We examined data at two levels: at the individual observation level to look at the probability of booking to a specific location during differing weather conditions, and the city-day level to look at the overall relationship between weather and website activity. Downloading weather data from the NOAA for 11 cities that had some of the most user activity, the daily weather summaries were joined on using the date. From this we created the "WTI Index" that correspondeds to how poor the weather was, higher being poorer weather, and was constructed using a weighted sum of several components. These components included how bad the weather compared to the previous 7 days' weather, how much precipitation there was, the temperature, and the type of weather, i.e. if it was hailing, snowing, thunderstorms, etc.

Results

The first exploratory analysis looked simply at at how bookings changed with temperature. The graph of this is showed below, and you can see that within all cities there are more bookings when the heating-cooling-difference increases, meaning that the temperature gets colder.

Bookings & Temperature

This shouldn't be taken at face value, as there could be many confounding variables that make the relationship between the temperature and number of bookings less than causal. To isolate the effects between temperature and bookings, we tested the relationship using a logistic regression framework. Using a step-wise logistic regression, we looked at if temperature is still a significant predictor of bookings after controlling for city fixed effects, season fixed effects, and user search characteristics. We find that it is significant at the 99% level, and that for every decrease in one degree farenheit it increases the probability of booking by ~0.03%.

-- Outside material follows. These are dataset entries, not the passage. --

use ferroscreen_core::{CacheStore, DatasetKind, ScreenerConfig};
use serde_json::{Map, Value};
use tracing::info;

use crate::cli::CacheCommand;
use crate::error::CliError;

pub fn run(command: &CacheCommand, config: &ScreenerConfig) -> Result<Value, CliError> {
    let store = CacheStore::new(config.cache_dir.clone());

    match command {
        CacheCommand::Prune { dataset } => {
            let kinds: Vec<DatasetKind> = match dataset {
                Some(dataset) => vec![(*dataset).into()],
                None => DatasetKind::ALL.to_vec(),
            };

            let mut pruned = Map::new();
            for kind in kinds {
                let removed = store.prune(kind)?;
                info!(dataset = %kind, removed, "pruned cache");
                pruned.insert(kind.as_str().to_owned(), Value::from(removed));
            }
            Ok(Value::Object(Map::from_iter([(
                String::from("pruned"),
                Value::Object(pruned),
            )])))
        }
    }
}
//! Merge and filter engine: pure transformations over stock records.

use std::collections::HashMap;

use serde_json::Value;

use crate::dataset::{MetricFilterSpec, StockRecord};

/// Walks a dotted path (`q.ps.np.t`) through nested objects.
pub fn extract_nested<'a>(record: &'a StockRecord, path: &str) -> Option<&'a Value> {
    let mut segments = path.split('.');
    let first = segments.next().filter(|segment| !segment.is_empty())?;
    segments.try_fold(record.get(first)?, |current, segment| {
        current.as_object()?.get(segment)
    })
}

/// Adds each dotted path as a top-level field holding the extracted value.
///
/// Paths that do not resolve add no key. Original nested fields stay.
pub fn flatten_metric_paths(records: &mut [StockRecord], paths: &[String]) {
    for record in records.iter_mut() {
        for path in paths {
            if let Some(value) = extract_nested(record, path).cloned() {
                record.insert(path.clone(), value);
            }
        }
    }
}

/// Left join of `secondary` onto `primary` by stock code.
///
/// Output order follows `primary`; a primary record without a partner passes
/// through unchanged. When `primary` is empty the secondary records are returned
/// as they are.
pub fn merge_by_code(primary: Vec<StockRecord>, secondary: Vec<StockRecord>) -> Vec<StockRecord> {
    if primary.is_empty() {
        return secondary;
    }

    let by_code: HashMap<String, StockRecord> = secondary
        .into_iter()
        .filter_map(|record| Some((record.stock_code()?.to_owned(), record)))
        .collect();

    primary
        .into_iter()
        .map(|mut record| {
            if let Some(partner) = record.stock_code().and_then(|code| by_code.get(code)) {
                record.overlay(partner);
            }
            record
        })
        .collect()
}

/// Numeric view of a field value: numbers, booleans and numeric strings.
pub fn coerce_f64(value: &Value) -> Option<f64> {
    match value {
        Value::Number(number) => number.as_f64(),
        Value::Bool(flag) => Some(if *flag { 1.0 } else { 0.0 }),
        Value::String(text) => text.trim().parse().ok(),
        _ => None,
    }
}

/// Whether `record` satisfies every well-formed range of `spec`.
pub fn record_matches(record: &StockRecord, spec: &MetricFilterSpec) -> bool {
    spec.ranges().all(|(metric, range)| {
        record
            .get(metric)
            .and_then(coerce_f64)
            .is_some_and(|value| range.contains(value))
    })
}

/// Keeps the records matching `spec`, preserving order. An empty spec keeps all.
pub fn filter_records(records: Vec<StockRecord>, spec: &MetricFilterSpec) -> Vec<StockRecord> {
    if spec.is_empty() {
        return records;
    }
    records
        .into_iter()
        .filter(|record| record_matches(record, spec))
        .collect()
}

/// Sets `stockName` from the directory, keeping an existing non-empty name and
/// falling back to the stock code.
pub fn annotate_names(records: &mut [StockRecord], names: &HashMap<String, String>) {
    for record in records.iter_mut() {
        let code = record.stock_code().unwrap_or_default().to_owned();
        let name = match names.get(&code) {
            Some(name) => name.clone(),
            None => match record.stock_name() {
                Some(existing) if !existing.is_empty() => continue,
                _ => code,
            },
        };
        record.insert(StockRecord::NAME_FIELD, Value::String(name));
    }
}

Bookings & Temp Regression

This relationship is further visualized in the figure below. Categorizing weather for days as poor (1) and good (0) using the WTI index we created, the distribution of number of clicks within each city is examined for the Fall of 2015. We see again that, the majority of the time, clicks increase during periods of poor weather, indicating that website usage increases on days with relatively bad weather.

Clicks & Weather, City Level

Conclusion

While the results gathered aren't robust enough to outright recommend strategic pricing in periods of inclement weather and to use weather forecasts to alter advertisement pricing algorithms, we believe that the results are strong enough to be a call to invest in additional research to run this analysis using the full set of user data and weather data. The main takeaway is that there there does appear to be a significant relationship between weather and user activity, and there are trends within cities in how they react to poor weather - we see increases in activity and bookings in most, and decreases in others. When running this analysis on the full scale, we may be able to segment the consumer market and categorize cities by how they react to weather. This would help even better identify areas and situations in which could be capitalized by user search "nudges" and strategic advertising.